How to complete this task = Return the lines below exactly as they appear, please, starting with the first and ending with the one that contains "#[derive(Default)]".

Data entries
※

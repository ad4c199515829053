use std::sync::{Arc, Mutex};

/// Shared progress handle for a running optimization. Cloned into
/// worker threads and polled by whoever launched the run.
#[derive(Clone, Default)]
pub struct OptimizerStatus {
    inner: Arc<Mutex<OptimizerStatusData>>,
}

#[derive(Default)]
struct OptimizerStatusData {
    phase: String,
    total_combinations: usize,
    completed_combinations: usize,
    failed_combinations: usize,
    best_score: Option<f64>,
}

#[derive(Clone, Debug)]
pub struct OptimizerStatusSnapshot {
    pub phase: String,
    pub total_combinations: usize,
    pub completed_combinations: usize,
    pub failed_combinations: usize,
    pub best_score: Option<f64>,
}

impl OptimizerStatus {
    pub fn new() -> Self {
        Self {
            inner: Arc::new(Mutex::new(OptimizerStatusData {
                phase: "Initializing".to_string(),
                ..Default::default()
            })),
        }
    }

    pub fn set_phase<S: Into<String>>(&self, phase: S) {
        if let Ok(mut data) = self.inner.lock() {
            data.phase = phase.into();
        }
    }

    pub fn set_progress(
        &self,
        total_combinations: usize,
        completed_combinations: usize,
        failed_combinations: usize,
        best_score: Option<f64>,
    ) {
        if let Ok(mut data) = self.inner.lock() {
            data.total_combinations = total_combinations;
            data.completed_combinations = completed_combinations;
            data.failed_combinations = failed_combinations;
            data.best_score = best_score;
        }
    }

    pub fn snapshot(&self) -> OptimizerStatusSnapshot {
        if let Ok(data) = self.inner.lock() {
            OptimizerStatusSnapshot {
                phase: data.phase.clone(),
                total_combinations: data.total_combinations,
                completed_combinations: data.completed_combinations,
                failed_combinations: data.failed_combinations,
                best_score: data.best_score,
            }
        } else {
            OptimizerStatusSnapshot {
                phase: "Status unavailable".to_string(),
                total_combinations: 0,
                completed_combinations: 0,
                failed_combinations: 0,
                best_score: None,
            }
        }
    }
}
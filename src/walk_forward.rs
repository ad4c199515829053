use crate::config::EngineSettings;
use crate::data::BarProvider;
use crate::error::EngineError;
use crate::models::{
    EquityPoint, Fold, ParameterRange, ParameterSet, PerformanceMetrics, RunStatus, Timeframe,
    Trade, WalkForwardRun,
};
use crate::optimizer::{CancelToken, GridOptimizer, OptimizeRequest};
use crate::performance::PerformanceCalculator;
use crate::simulator::{run_strategy_backtest, SimulationOutcome, SimulatorConfig};
use chrono::{DateTime, Duration, Utc};
use log::{info, warn};
use rayon::prelude::*;
use serde::{Deserialize, Serialize};
use uuid::Uuid;

/// Metric used to pick the winning combination of each in-sample
/// optimization.
#[derive(Debug, Clone, Copy, PartialEq, Eq, Serialize, Deserialize)]
#[serde(rename_all = "camelCase")]
pub enum SelectionMetric {
    Sharpe,
    Sortino,
    Calmar,
    Profit,
}

impl SelectionMetric {
    pub fn score(&self, metrics: &PerformanceMetrics) -> f64 {
        match self {
            SelectionMetric::Sharpe => metrics.sharpe_ratio,
            SelectionMetric::Sortino => metrics.sortino_ratio,
            SelectionMetric::Calmar => metrics.calmar_ratio,
            SelectionMetric::Profit => metrics.profit,
        }
    }
}

#[derive(Debug, Clone, Serialize, Deserialize)]
#[serde(rename_all = "camelCase")]
pub struct WalkForwardRequest {
    pub strategy: String,
    #[serde(default)]
    pub base_parameters: ParameterSet,
    pub parameter_ranges: Vec<ParameterRange>,
    pub symbol: String,
    pub timeframe: Timeframe,
    pub start_date: DateTime<Utc>,
    pub end_date: DateTime<Utc>,
    pub in_sample_days: i64,
    pub out_of_sample_days: i64,
    /// When set, exactly this many folds are required; fewer feasible
    /// folds is a validation error.
    pub num_folds: Option<usize>,
    pub selection_metric: SelectionMetric,
}

#[derive(Debug, Clone, Copy, PartialEq, Eq)]
pub struct FoldWindow {
    pub in_sample_start: DateTime<Utc>,
    pub in_sample_end: DateTime<Utc>,
    pub out_of_sample_start: DateTime<Utc>,
    pub out_of_sample_end: DateTime<Utc>,
}

/// Rolling fold layout: fold `i`'s in-sample window starts
/// `i * out_of_sample_days` after the total start, so consecutive
/// out-of-sample windows tile the tail of the range without gaps or
/// overlap.
pub fn partition_folds(request: &WalkForwardRequest) -> Result<Vec<FoldWindow>, EngineError> {
    if request.in_sample_days <= 0 {
        return Err(EngineError::validation(
            "inSampleDays",
            format!("must be positive (value: {})", request.in_sample_days),
        ));
    }
    if request.out_of_sample_days <= 0 {
        return Err(EngineError::validation(
            "outOfSampleDays",
            format!("must be positive (value: {})", request.out_of_sample_days),
        ));
    }
    if request.start_date >= request.end_date {
        return Err(EngineError::validation(
            "startDate",
            format!(
                "startDate {} must precede endDate {}",
                request.start_date, request.end_date
            ),
        ));
    }

    let in_sample = Duration::days(request.in_sample_days);
    let out_of_sample = Duration::days(request.out_of_sample_days);
    let mut windows = Vec::new();
    let mut fold = 0i64;
    loop {
        let in_sample_start = request.start_date + out_of_sample * fold as i32;
        let in_sample_end = in_sample_start + in_sample;
        let out_of_sample_end = in_sample_end + out_of_sample;
        if out_of_sample_end > request.end_date {
            break;
        }
        windows.push(FoldWindow {
            in_sample_start,
            in_sample_end,
            out_of_sample_start: in_sample_end,
            out_of_sample_end,
        });
        fold += 1;
    }

    if windows.is_empty() {
        return Err(EngineError::validation(
            "inSampleDays",
            format!(
                "range {} to {} does not fit one fold of {}+{} days",
                request.start_date,
                request.end_date,
                request.in_sample_days,
                request.out_of_sample_days
            ),
        ));
    }

    if let Some(num_folds) = request.num_folds {
        if num_folds == 0 {
            return Err(EngineError::validation("numFolds", "must be positive"));
        }
        if windows.len() < num_folds {
            return Err(EngineError::validation(
                "numFolds",
                format!(
                    "requested {} folds but only {} fit the date range",
                    num_folds,
                    windows.len()
                ),
            ));
        }
        windows.truncate(num_folds);
    }

    Ok(windows)
}

/// Per-fold optimize-then-validate over a rolling window, with the
/// out-of-sample results stitched into one continuous equity curve for
/// the aggregate metrics.
pub struct WalkForwardAnalyzer {
    settings: EngineSettings,
}

struct FoldOutcome {
    fold: Fold,
    out_of_sample: SimulationOutcome,
}

impl WalkForwardAnalyzer {
    pub fn new(settings: EngineSettings) -> Self {
        Self { settings }
    }

    pub fn run(
        &self,
        provider: &dyn BarProvider,
        request: &WalkForwardRequest,
        cancel: &CancelToken,
    ) -> Result<WalkForwardRun, EngineError> {
        let windows = partition_folds(request)?;
        info!(
            "Walk-forward on {}: {} folds of {}d in-sample / {}d out-of-sample",
            request.symbol,
            windows.len(),
            request.in_sample_days,
            request.out_of_sample_days
        );

        let outcomes: Vec<Result<FoldOutcome, EngineError>> = windows
            .par_iter()
            .enumerate()
            .map(|(fold_number, window)| {
                if cancel.is_cancelled() {
                    return Err(EngineError::Simulation("cancelled".to_string()));
                }
                self.run_fold(provider, request, fold_number, window, cancel)
            })
            .collect();

        let mut folds = Vec::new();
        let mut failed_folds = 0usize;
        let mut first_error: Option<EngineError> = None;
        for outcome in outcomes {
            match outcome {
                Ok(fold_outcome) => folds.push(fold_outcome),
                Err(error) => {
                    warn!("Fold failed: {}", error);
                    failed_folds += 1;
                    if first_error.is_none() {
                        first_error = Some(error);
                    }
                }
            }
        }

        if folds.is_empty() {
            return Err(first_error
                .unwrap_or_else(|| EngineError::Simulation("no folds produced".to_string())));
        }

        let aggregated = self.aggregate(&folds, request.timeframe.bars_per_year());
        let fold_results = folds.into_iter().map(|outcome| outcome.fold).collect();

        Ok(WalkForwardRun {
            id: Uuid::new_v4(),
            status: RunStatus::Completed,
            fold_results,
            aggregated_out_of_sample_metrics: Some(aggregated),
            failed_folds,
            error: first_error.map(|error| error.to_string()),
        })
    }

    fn run_fold(
        &self,
        provider: &dyn BarProvider,
        request: &WalkForwardRequest,
        fold_number: usize,
        window: &FoldWindow,
        cancel: &CancelToken,
    ) -> Result<FoldOutcome, EngineError> {
        let optimize_request = OptimizeRequest {
            strategy: request.strategy.clone(),
            base_parameters: request.base_parameters.clone(),
            parameter_ranges: request.parameter_ranges.clone(),
            symbol: request.symbol.clone(),
            timeframe: request.timeframe,
            start_date: window.in_sample_start,
            end_date: window.in_sample_end,
        };
        let optimizer = GridOptimizer::new(self.settings.clone());
        let optimization = optimizer.run(provider, &optimize_request, cancel)?;

        // Results arrive in grid order; only a strictly better score
        // displaces the incumbent, so ties go to the earliest-generated
        // combination.
        let mut winner = None;
        let mut best_score = f64::NEG_INFINITY;
        for result in &optimization.results {
            let score = request.selection_metric.score(&result.metrics);
            if winner.is_none() || score > best_score {
                winner = Some(result);
                best_score = score;
            }
        }
        let winner = winner.ok_or_else(|| {
            EngineError::Simulation(format!(
                "fold {} produced no in-sample results",
                fold_number
            ))
        })?;

        let oos_bars = provider.bars(
            &request.symbol,
            request.timeframe,
            window.out_of_sample_start,
            window.out_of_sample_end,
        )?;
        let simulator_config = SimulatorConfig {
            initial_capital: self.settings.initial_capital,
            fee_rate: self.settings.trade_fee_rate,
            slippage_rate: self.settings.trade_slippage_rate,
        };
        let out_of_sample = run_strategy_backtest(
            &request.strategy,
            &winner.parameters,
            &oos_bars,
            simulator_config,
        )?;
        let out_of_sample_metrics = PerformanceCalculator::calculate(
            &out_of_sample.equity_curve,
            &out_of_sample.trades,
            self.settings.initial_capital,
            request.timeframe.bars_per_year(),
        );

        Ok(FoldOutcome {
            fold: Fold {
                fold_number,
                in_sample_start_date: window.in_sample_start,
                in_sample_end_date: window.in_sample_end,
                out_of_sample_start_date: window.out_of_sample_start,
                out_of_sample_end_date: window.out_of_sample_end,
                optimized_parameters: winner.parameters.clone(),
                out_of_sample_metrics,
            },
            out_of_sample,
        })
    }

    /// Concatenates the fold ledgers into one continuous out-of-sample
    /// record: each fold's equity deltas are rebased onto the running
    /// equity, then the metrics are computed once over the whole stitch.
    fn aggregate(&self, folds: &[FoldOutcome], bars_per_year: f64) -> PerformanceMetrics {
        let initial = self.settings.initial_capital;
        let mut running = initial;
        let mut curve: Vec<EquityPoint> = Vec::new();
        let mut trades: Vec<Trade> = Vec::new();

        for outcome in folds {
            for point in &outcome.out_of_sample.equity_curve {
                curve.push(EquityPoint {
                    timestamp: point.timestamp,
                    equity: running + (point.equity - initial),
                });
            }
            running += outcome.out_of_sample.final_equity - initial;
            trades.extend(outcome.out_of_sample.trades.iter().cloned());
        }

        PerformanceCalculator::calculate(&curve, &trades, initial, bars_per_year)
    }
}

※

Solution =
repository ad4c199515829053
use std::sync::{Arc, Mutex};

/// Shared progress handle for a running optimization. Cloned into
/// worker threads and polled by whoever launched the run.
#[derive(Clone, Default)]
pub struct OptimizerStatus {
    inner: Arc<Mutex<OptimizerStatusData>>,
}

#[derive(Default)]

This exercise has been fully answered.